Hundreds of federal workers, contractors and supporters marched to the White House on Thursday demanding an end the U.S. government shutdown.
The protest came on the 20th day of the partial government shutdown that has resulted in the closure of nine federal departments, leaving thousands of employees and contractors without pay.
“We don’t want a wall. We just want to work, simple as that,” De’Neal Gilliam, a furloughed employee at the Internal Revenue Service, told The Globe Post outside the White House, adding she feels her and her fellow employees are being treated as “pawns.”
Renewed attempts from Democrats in Congress to pass legislation to reopen the government were unsuccessful Thursday, as Senate Majority leader Mitch McConnell refused to bring the bills to the floor for a vote.
On December 19, the Senate unanimously passed a spending bill that would have kept the government open through February. As the House prepared to vote on the bill the next day, President Donald Trump announced he would not sign any bill that did not include at least $5 billion for his proposed border “wall.”
According to experts, a full wall across the nearly 4,000-mile-long U.S. Mexican border would cost between $20 and 50 billion.
Hundreds of federal workers, contractors and supporters spilling into the street in front of the AFL-CIO building, just down the road from the White House. They’re chanting, “we want our pay!” #ShutdownProtest #DC pic.twitter.com/7v4Qt1NPey
— Marissa J. Lang (@Marissa_Jae) January 10, 2019
Jeffrey David Cox, national president of the American Federation of Government Employee, told the crowd near the White House that his union would continue to fight for workers until the government is reopened.
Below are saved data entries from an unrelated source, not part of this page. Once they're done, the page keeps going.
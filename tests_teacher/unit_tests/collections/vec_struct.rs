// Copyright (c) 2024 <Wei Li>.
//
// This source code is licensed under the GNU license found in the
// LICENSE file in the root directory of this source tree.
//
// A test of vector.

struct A<'a> {
    x: &'a u32,
}

fn main() {
    let x = 1;
    let y = 2;
    let z = 3;
    let a = A {x: &x};
    let b = A {x: &y};
    let c = A {x: &z};
    
    let mut v = Vec::new();
    v.push(a);
    v.push(b);
    v.push(c);

    for e in v.iter() {
        let _f = e.x;
    }
}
/// S5 — `sink(source())` with `Source.taint()`/`Sink.sink(Object)`
/// configured produces exactly one taint flow.
#[test]
fn s5_taint_flow_from_source_to_sink() {
    // locals: 0 tainted, 1 unused result of sink
    let main = TestMethod(Rc::new(MethodData {
        declaring_class: "Main",
        is_static: true,
        num_locals: 2,
        statements: vec![
            Statement::Invoke {
                result: Some(0),
                kind: InvokeKind::Static,
                base: None,
                static_declaring_class: Some("Source".to_string()),
                signature: TestSig("taint"),
                args: vec![],
            },
            Statement::Invoke {
                result: Some(1),
                kind: InvokeKind::Static,
                base: None,
                static_declaring_class: Some("Sink".to_string()),
                signature: TestSig("sink"),
                args: vec![0],
            },
        ],
    }));
    let program = TestProgram { hierarchy: TestHierarchy { virtual_table: vec![], direct_table: vec![] }, entry: main, library_classes: &[] };

    let config = TaintConfig {
        sources: vec![TaintPoint { class: "Source".to_string(), method: "taint".to_string(), arg_index: 0 }],
        sinks: vec![TaintPoint { class: "Sink".to_string(), method: "sink".to_string(), arg_index: 0 }],
    };

    let mut solver = Solver::new(program, default_config(), CancellationToken::new());
    solver.register_plugin(Box::new(TaintPlugin::<TestMethod>::new(config, TestTy::Object)));
    solver.solve();
    let result = solver.into_result();

    let flows = result.named::<Vec<pta::plugin::TaintFlow>>("Taint").expect("taint plugin publishes a named result");
    assert_eq!(flows.len(), 1);
    assert_eq!(flows[0].source, "Source.taint");
    assert_eq!(flows[0].sink, "Sink.sink");
}

/// S6 — feeding an expected dump with one line missing produces exactly
/// one mismatch of the form `"<pointer>, expected: null, given: [...]"`.
#[test]
fn s6_comparison_mode_reports_missing_line() {
    let main = TestMethod(Rc::new(MethodData {
        declaring_class: "Main",
        is_static: true,
        num_locals: 1,
        statements: vec![Statement::New { lhs: 0, alloc_type: TestTy::Object, dims: 0 }],
    }));
    let program = TestProgram { hierarchy: TestHierarchy { virtual_table: vec![], direct_table: vec![] }, entry: main, library_classes: &[] };

    let mut solver = Solver::new(program, default_config(), CancellationToken::new());
    solver.solve();
    let result = solver.into_result();

    let actual_dump = pta::dump::dump(&result);
    let expected_dump = "-- variables --\n\n-- static fields --\n\n-- instance fields --\n\n-- array indexes --\n\n";

    let err = pta::compare::compare(&result, expected_dump).unwrap_err();
    match err {
        pta::error::AnalysisError::ComparisonMismatch(mismatches) => {
            assert_eq!(mismatches.len(), 1);
            assert_eq!(mismatches[0].expected, None);
            assert!(mismatches[0].given.is_some());
            let rendered = mismatches[0].to_string();
            assert!(rendered.ends_with(&format!("expected: null, given: {}", mismatches[0].given.as_ref().unwrap())));
        }
        other => panic!("expected a comparison mismatch, got {other:?}"),
    }

    // Round-trip: the dump compared against itself yields no mismatches.
    assert!(pta::compare::compare(&result, &actual_dump).is_ok());
}
// Copyright (c) 2024 <Wei Li>.
//
// This source code is licensed under the GNU license found in the
// LICENSE file in the root directory of this source tree.

//! Command-line options (spec §6), grounded on the teacher's
//! `util/options.rs` `clap::Command` construction, trimmed of rustc-driver
//! plumbing and extended with the context-sensitivity, heap-merge, dump,
//! and taint surfaces this engine exposes.

use std::time::Duration;

use clap::{Arg, Command};

use crate::context::selector::ContextSelector;
use crate::error::AnalysisError;
use crate::heap::HeapMergePolicy;

const USAGE: &str = "pta [OPTIONS] <INPUT>";

fn make_options_parser() -> Command<'static> {
    Command::new("pta")
        .no_binary_name(true)
        .override_usage(USAGE)
        .arg(
            Arg::new("cs")
                .long("cs")
                .takes_value(true)
                .value_parser(["ci", "1-call", "2-call", "1-obj", "2-obj", "1-type", "2-type"])
                .default_value("1-obj")
                .help("The context-sensitivity policy to use."),
        )
        .arg(
            Arg::new("only-app")
                .long("only-app")
                .takes_value(false)
                .help("Restrict analysis entry points to application classes."),
        )
        .arg(
            Arg::new("merge-string-objects")
                .long("merge-string-objects")
                .takes_value(false)
                .help("Merge all `String` allocations into one object per type."),
        )
        .arg(
            Arg::new("merge-string-builders")
                .long("merge-string-builders")
                .takes_value(false)
                .help("Merge all `StringBuilder`/`StringBuffer` allocations into one object per type."),
        )
        .arg(
            Arg::new("merge-exception-objects")
                .long("merge-exception-objects")
                .takes_value(false)
                .help("Merge all exception-type allocations into one object per type."),
        )
        .arg(
            Arg::new("dump")
                .long("dump")
                .takes_value(true)
                .help("Write the context-sensitive dump to the given file."),
        )
        .arg(
            Arg::new("dump-ci")
                .long("dump-ci")
                .takes_value(true)
                .help("Write the context-insensitive dump to the given file."),
        )
        .arg(
            Arg::new("expected-file")
                .long("expected-file")
                .takes_value(true)
                .help("Compare the run's dump against a prior dump and report mismatches."),
        )
        .arg(
            Arg::new("taint-config")
                .long("taint-config")
                .takes_value(true)
                .help("Load taint sources/sinks from the given JSON file."),
        )
        .arg(
            Arg::new("plugins")
                .long("plugins")
                .takes_value(true)
                .use_value_delimiter(true)
                .value_parser(["method-type", "invokedynamic", "reflection", "taint", "result-processor"])
                .help("Comma-separated list of built-in plug-ins to enable."),
        )
        .arg(
            Arg::new("time-limit")
                .long("time-limit")
                .takes_value(true)
                .value_parser(clap::value_parser!(u64))
                .help("Abort the run after this many seconds, returning a partial result."),
        )
        .arg(Arg::new("INPUT").required(true).help("The input IR to be analyzed."))
}

/// Parsed, validated run options (spec §6).
#[derive(Clone, Debug)]
pub struct AnalysisOptions {
    pub input: String,
    pub context_selector: ContextSelector,
    pub only_app: bool,
    pub heap_merge_policy: HeapMergePolicy,
    pub dump_output: Option<String>,
    pub dump_ci_output: Option<String>,
    pub expected_file: Option<String>,
    pub taint_config: Option<String>,
    pub plugins: Vec<String>,
    pub time_limit: Option<Duration>,
}

impl Default for AnalysisOptions {
    fn default() -> Self {
        AnalysisOptions {
            input: String::new(),
            context_selector: ContextSelector::KObject(1),
            only_app: false,
            heap_merge_policy: HeapMergePolicy::default(),
            dump_output: None,
            dump_ci_output: None,
            expected_file: None,
            taint_config: None,
            plugins: Vec::new(),
            time_limit: None,
        }
    }
}

fn parse_context_selector(value: &str) -> ContextSelector {
    match value {
        "ci" => ContextSelector::Insensitive,
        "1-call" => ContextSelector::KCallSite(1),
        "2-call" => ContextSelector::KCallSite(2),
        "1-obj" => ContextSelector::KObject(1),
        "2-obj" => ContextSelector::KObject(2),
        "1-type" => ContextSelector::KType(1),
        "2-type" => ContextSelector::KType(2),
        _ => unreachable!("value_parser restricts to the listed policy names"),
    }
}

impl AnalysisOptions {
    /// Parses options from a list of command-line arguments (spec §6).
    /// Exits the process on `--help`/`--version`/a malformed argument, the
    /// same as the teacher's `parse_from_args`.
    pub fn parse_from_args(args: &[String]) -> Result<Self, AnalysisError> {
        let matches = match make_options_parser().try_get_matches_from(args.iter()) {
            Ok(matches) => matches,
            Err(e) => e.exit(),
        };

        let mut options = AnalysisOptions::default();

        options.input = matches.get_one::<String>("INPUT").cloned().unwrap_or_default();

        if let Some(cs) = matches.get_one::<String>("cs") {
            options.context_selector = parse_context_selector(cs);
        }

        options.only_app = matches.contains_id("only-app");

        options.heap_merge_policy = HeapMergePolicy {
            merge_string_objects: matches.contains_id("merge-string-objects"),
            merge_string_builders: matches.contains_id("merge-string-builders"),
            merge_exception_objects: matches.contains_id("merge-exception-objects"),
        };

        options.dump_output = matches.get_one::<String>("dump").cloned();
        options.dump_ci_output = matches.get_one::<String>("dump-ci").cloned();
        options.expected_file = matches.get_one::<String>("expected-file").cloned();
        options.taint_config = matches.get_one::<String>("taint-config").cloned();

        if let Some(values) = matches.get_many::<String>("plugins") {
            options.plugins = values.cloned().collect();
        }
        if options.taint_config.is_some() && !options.plugins.iter().any(|p| p == "taint") {
            options.plugins.push("taint".to_string());
        }

        options.time_limit = matches.get_one::<u64>("time-limit").map(|secs| Duration::from_secs(*secs));

        Ok(options)
    }
}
“They can bring the United States government to its knees, but we’re going to be fighting, we’re going to be marching, we’re going to be standing up, and we are going to make sure to hold Mitch McConnell accountable,” he said.
Trump was not in the White House while protesters gathered outside, having left Thursday morning en route to the U.S. border in Texas where he plans to meet with border patrol agents to be briefed on what he’s deemed a “border crisis.”
Speaking to reporters before his departure from the White House, Trump downplayed the plight of federal workers going without pay when asked if he’s considered the human pain the shutdown is causing.
“You know who has more human pain? The parents of people who had children killed by an illegal immigrant that should have never been in the country,” he said.
On Wednesday, Trump stormed out of meeting with Democratic leaders Nancy Pelosi and Chuck Schumer after they refused to agree to his funding demands.
The prior evening, Trump made his case for a border wall during a nationally televised address from the Oval Office, claiming the U.S. faces a crisis of “uncontrolled, illegal migration.”
Furloughed federal workers protest Trump's shutdown in march to White House https://t.co/IfOBWtfQBb
— Josh C Costner (@judaslovesyou) January 10, 2019
Responding to the address, Senator Bernie Sanders said the U.S. faces many crises, but not one at the border.
“The president has stated tonight that this country faces a national emergency. Well, he’s right, but it is an emergency and crisis that he himself has created,” he said. “As we speak, some 800,000 federal employees are going without pay … our federal employees deserve to be treated with respect, not held hostage as political pawns.”
A record number of children and families, predominantly from Central America, have been arriving at the U.S. border seeking asylum protection in recent months. The total number of illegal border crossings, however, remain well below historic heights in the 1990’s.
More on the Subject
In poignant testimonials in the U.S. Capitol Wednesday, workers from offices like the Federal Emergency Management Agency (FEMA) said many of their colleagues faced swelling financial crises, unable to cover daycare costs, make mortgage payments or pay other bills.
“Many of our professionals are single mothers who are being forced to work without pay, and still have the responsibility to pay for childcare and other expenses, like gas to get to work,” said Eric Young, a union representative for Bureau of Prison employees, the lowest paid law enforcement officers in the nation.
Many workers are living “paycheck to paycheck” but are embarrassed to admit it, said Holly Salamido, an employee at the Department of Housing and Urban Development and a leader in the American Federation of Government Employees (AFGE).
They are missing car payments, risking having their children removed from daycare, and are facing eviction, all events that can hurt a person’s credit rating, which creates lasting financial problems.